On June 15, Varonis disclosed SearchLeak, tracked as CVE-2026-42824, a proof-of-concept exfiltration chain in Microsoft 365 Copilot Enterprise Search. An attacker sends a crafted microsoft.com URL; when a victim clicks it, Copilot searches their mailbox and data exfiltrates through a Bing SSRF. No plugins, no second click, and no visible indicator are required. Four days earlier, Obsidian Security published a three-CVE chain against LiteLLM that carried a default low-privilege user all the way to admin access and remote code execution.
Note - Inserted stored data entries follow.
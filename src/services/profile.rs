//! Optional profile context used to enrich AI prompts. Purely additive;
//! missing or malformed profile data just yields a shorter string.

use chrono::NaiveDate;

use crate::models::user::User;

const MAX_HOBBIES: usize = 6;
const MAX_CONTEXT_CHARS: usize = 400;

/// Profile-only context (no base text).
pub fn context_of(user: &User, today: NaiveDate) -> String {
    enrich_context(user, "", today)
}

/// Append `age:`, `gender:` and `hobbies:` segments to a base context,
/// joined by ` | ` and capped at 400 chars.
pub fn enrich_context(user: &User, base: &str, today: NaiveDate) -> String {
    let mut parts: Vec<String> = Vec::new();
    if !base.trim().is_empty() {
        parts.push(base.trim().to_string());
    }

    if let Some(birth_date) = user.birth_date {
        if let Some(age) = today.years_since(birth_date) {
            if age > 0 && age < 120 {
                parts.push(format!("age:{age}"));
            }
        }
    }

    if let Some(gender) = user.gender.as_deref() {
        if !gender.trim().is_empty() {
            parts.push(format!("gender:{}", gender.trim()));
        }
    }

    let hobbies = user.hobby_list();
    if !hobbies.is_empty() {
        let shown = &hobbies[..hobbies.len().min(MAX_HOBBIES)];
        parts.push(format!("hobbies:{}", shown.join(",")));
    }

    parts.join(" | ").chars().take(MAX_CONTEXT_CHARS).collect()
}

#[cfg(test)]
mod tests {
    use super::*;
    use chrono::Utc;
    use uuid::Uuid;

    fn user(
        birth_date: Option<&str>,
        gender: Option<&str>,
        hobbies: Option<Vec<&str>>,
    ) -> User {
        User {
            id: Uuid::new_v4(),
            username: "tester".into(),
            password_hash: String::new(),
            first_login: None,
            last_login: None,
            birth_date: birth_date.map(|s| s.parse().unwrap()),
            gender: gender.map(str::to_string),
            hobbies: hobbies
                .map(|h| sqlx::types::Json(h.into_iter().map(str::to_string).collect())),
            created_at: Utc::now(),
        }
    }

    fn d(s: &str) -> NaiveDate {
        s.parse().unwrap()
    }

    #[test]
    fn full_profile_context() {
        let u = user(Some("1994-06-15"), Some("female"), Some(vec!["hiking", "piano"]));
        let ctx = enrich_context(&u, "prefers mornings", d("2024-03-01"));
        assert_eq!(ctx, "prefers mornings | age:29 | gender:female | hobbies:hiking,piano");
    }

    #[test]
    fn empty_profile_yields_base_only() {
        let u = user(None, None, None);
        assert_eq!(enrich_context(&u, "  running ", d("2024-03-01")), "running");
        assert_eq!(context_of(&u, d("2024-03-01")), "");
    }

    #[test]
    fn hobbies_are_capped_at_six() {
        let u = user(None, None, Some(vec!["a", "b", "c", "d", "e", "f", "g", "h"]));
        let ctx = context_of(&u, d("2024-03-01"));
        assert_eq!(ctx, "hobbies:a,b,c,d,e,f");
    }

    #[test]
    fn implausible_age_is_skipped() {
        let u = user(Some("1890-01-01"), None, None);
        assert_eq!(context_of(&u, d("2024-03-01")), "");
    }

    #[test]
    fn context_is_capped_at_400_chars() {
        let u = user(None, None, None);
        let base = "x".repeat(1000);
        assert_eq!(enrich_context(&u, &base, d("2024-03-01")).chars().count(), 400);
    }
}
The underlying vulnerability in both cases is the same: AI systems that parse external input treat it as inherently trusted. In Copilot, a URL's q parameter directly fed attacker instructions into the LLM, while a rendering race condition fired an image tag before the output sanitizer ran. For LiteLLM, default low-privilege credentials allowed an attacker to traverse the entire privilege ladder to admin and execute arbitrary code.

These findings represent a systemic market signal for enterprise security teams. As AI tools increasingly become the primary interface for corporate data, the attack surface has expanded beyond traditional endpoints. Both disclosures were made with proof-of-concept code, meaning exploitation is feasible for any motivated attacker. The pattern suggests that current deployment models for AI agents lack fundamental trust boundaries that conventional software has long enforced.

The incidents also raise questions about vendor response times. While Microsoft has yet to patch SearchLeak, the CVE designation indicates active acknowledgment. LiteLLM's maintainers pushed fixes rapidly after Obsidian's coordinated disclosure. The episode underscores that enterprise AI security currently relies on reactive patching rather than proactive architecture, and that organizations must audit their AI stack now rather than after an incident.